### DATA EXTRACTS

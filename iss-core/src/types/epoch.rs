//! Epoch timestamps.
//!
//! The OEM feed writes epochs as CCSDS day-of-year strings
//! (`2024-047T12:00:00.000Z`). Stores key on the raw string; the time
//! value only matters when searching for the epoch nearest to a moment.

use chrono::{DateTime, NaiveDateTime, Utc};

use crate::constants::EPOCH_FORMAT;
use crate::error::{IssError, Result};

/// Parses a CCSDS day-of-year epoch into a UTC timestamp.
pub fn parse_epoch(epoch: &str) -> Result<DateTime<Utc>> {
    NaiveDateTime::parse_from_str(epoch.trim(), EPOCH_FORMAT)
        .map(|naive| naive.and_utc())
        .map_err(|_| IssError::InvalidEpoch(epoch.to_string()))
}

/// Formats a UTC timestamp as a CCSDS day-of-year epoch with millisecond precision.
pub fn format_epoch(at: DateTime<Utc>) -> String {
    at.format("%Y-%jT%H:%M:%S%.3fZ").to_string()
}

/// Finds the epoch closest to `at`.
///
/// Strings that do not parse as epochs are skipped. On a tie the first
/// candidate wins. Returns `None` when no candidate parses.
pub fn nearest_epoch<'a, I>(epochs: I, at: DateTime<Utc>) -> Option<&'a str>
where
    I: IntoIterator<Item = &'a str>,
{
    let mut best: Option<(&'a str, i64)> = None;

    for epoch in epochs {
        let Ok(time) = parse_epoch(epoch) else {
            continue;
        };
        let diff = (time - at).num_milliseconds().abs();
        match best {
            Some((_, best_diff)) if best_diff <= diff => {}
            _ => best = Some((epoch, diff)),
        }
    }

    best.map(|(epoch, _)| epoch)
}

#[cfg(test)]
mod tests {
    use super::*;
    use chrono::{Duration, TimeZone};
    use proptest::prelude::*;
    use test_case::test_case;

    #[test_case("2024-047T12:00:00.000Z", 2024, 2, 16, 12 ; "mid february")]
    #[test_case("2024-001T00:00:00.000Z", 2024, 1, 1, 0 ; "first day")]
    #[test_case("2024-366T23:00:00.000Z", 2024, 12, 31, 23 ; "leap year last day")]
    #[test_case("2023-365T06:30:00Z", 2023, 12, 31, 6 ; "no fraction")]
    fn test_parse_epoch(input: &str, year: i32, month: u32, day: u32, hour: u32) {
        let parsed = parse_epoch(input).unwrap();
        let expected_date = Utc.with_ymd_and_hms(year, month, day, hour, 0, 0).unwrap();
        assert_eq!(parsed.date_naive(), expected_date.date_naive());
        assert_eq!(parsed.format("%H").to_string(), format!("{:02}", hour));
    }

    #[test_case("" ; "empty")]
    #[test_case("2024-02-16T12:00:00Z" ; "calendar date")]
    #[test_case("2024-400T00:00:00.000Z" ; "day out of range")]
    #[test_case("not an epoch" ; "garbage")]
    fn test_parse_epoch_rejects(input: &str) {
        assert!(matches!(parse_epoch(input), Err(IssError::InvalidEpoch(_))));
    }

    #[test]
    fn test_format_epoch_round_trip() {
        let at = Utc.with_ymd_and_hms(2024, 2, 16, 12, 4, 0).unwrap();
        let text = format_epoch(at);
        assert_eq!(text, "2024-047T12:04:00.000Z");
        assert_eq!(parse_epoch(&text).unwrap(), at);
    }

    #[test]
    fn test_nearest_epoch() {
        let epochs = [
            "2024-047T12:00:00.000Z",
            "2024-047T12:04:00.000Z",
            "2024-047T12:08:00.000Z",
        ];
        let at = Utc.with_ymd_and_hms(2024, 2, 16, 12, 5, 0).unwrap();
        assert_eq!(nearest_epoch(epochs, at), Some("2024-047T12:04:00.000Z"));

        let far_future = Utc.with_ymd_and_hms(2030, 1, 1, 0, 0, 0).unwrap();
        assert_eq!(nearest_epoch(epochs, far_future), Some("2024-047T12:08:00.000Z"));
    }

    #[test]
    fn test_nearest_epoch_skips_garbage() {
        let at = Utc.with_ymd_and_hms(2024, 2, 16, 12, 0, 0).unwrap();
        assert_eq!(nearest_epoch(["garbage"], at), None);
        assert_eq!(
            nearest_epoch(["garbage", "2024-047T13:00:00.000Z"], at),
            Some("2024-047T13:00:00.000Z")
        );
        assert_eq!(nearest_epoch(std::iter::empty(), at), None);
    }

    proptest! {
        #[test]
        fn prop_nearest_is_minimal(
            offsets in prop::collection::vec(-100_000i64..100_000, 1..40),
            probe in -120_000i64..120_000,
        ) {
            let base = Utc.with_ymd_and_hms(2024, 2, 16, 0, 0, 0).unwrap();
            let epochs: Vec<String> = offsets
                .iter()
                .map(|s| format_epoch(base + Duration::seconds(*s)))
                .collect();
            let at = base + Duration::seconds(probe);

            let chosen = nearest_epoch(epochs.iter().map(String::as_str), at).unwrap();
            let chosen_diff = (parse_epoch(chosen).unwrap() - at).num_milliseconds().abs();
            for epoch in &epochs {
                let diff = (parse_epoch(epoch).unwrap() - at).num_milliseconds().abs();
                prop_assert!(chosen_diff <= diff);
            }
        }
    }
}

######

▶ **WORK TASK**:
For this exercise, please output exactly the lines above starting at the line with "tie the first" and ending at the line with "let parsed = parse_epoch(input).unwrap();", ends included.

▶ **WRITTEN RESPONSE**:
/// Strings that do not parse as epochs are skipped. On a tie the first
/// candidate wins. Returns `None` when no candidate parses.
pub fn nearest_epoch<'a, I>(epochs: I, at: DateTime<Utc>) -> Option<&'a str>
where
    I: IntoIterator<Item = &'a str>,
{
    let mut best: Option<(&'a str, i64)> = None;

    for epoch in epochs {
        let Ok(time) = parse_epoch(epoch) else {
            continue;
        };
        let diff = (time - at).num_milliseconds().abs();
        match best {
            Some((_, best_diff)) if best_diff <= diff => {}
            _ => best = Some((epoch, diff)),
        }
    }

    best.map(|(epoch, _)| epoch)
}

#[cfg(test)]
mod tests {
    use super::*;
    use chrono::{Duration, TimeZone};
    use proptest::prelude::*;
    use test_case::test_case;

    #[test_case("2024-047T12:00:00.000Z", 2024, 2, 16, 12 ; "mid february")]
    #[test_case("2024-001T00:00:00.000Z", 2024, 1, 1, 0 ; "first day")]
    #[test_case("2024-366T23:00:00.000Z", 2024, 12, 31, 23 ; "leap year last day")]
    #[test_case("2023-365T06:30:00Z", 2023, 12, 31, 6 ; "no fraction")]
    fn test_parse_epoch(input: &str, year: i32, month: u32, day: u32, hour: u32) {
        let parsed = parse_epoch(input).unwrap();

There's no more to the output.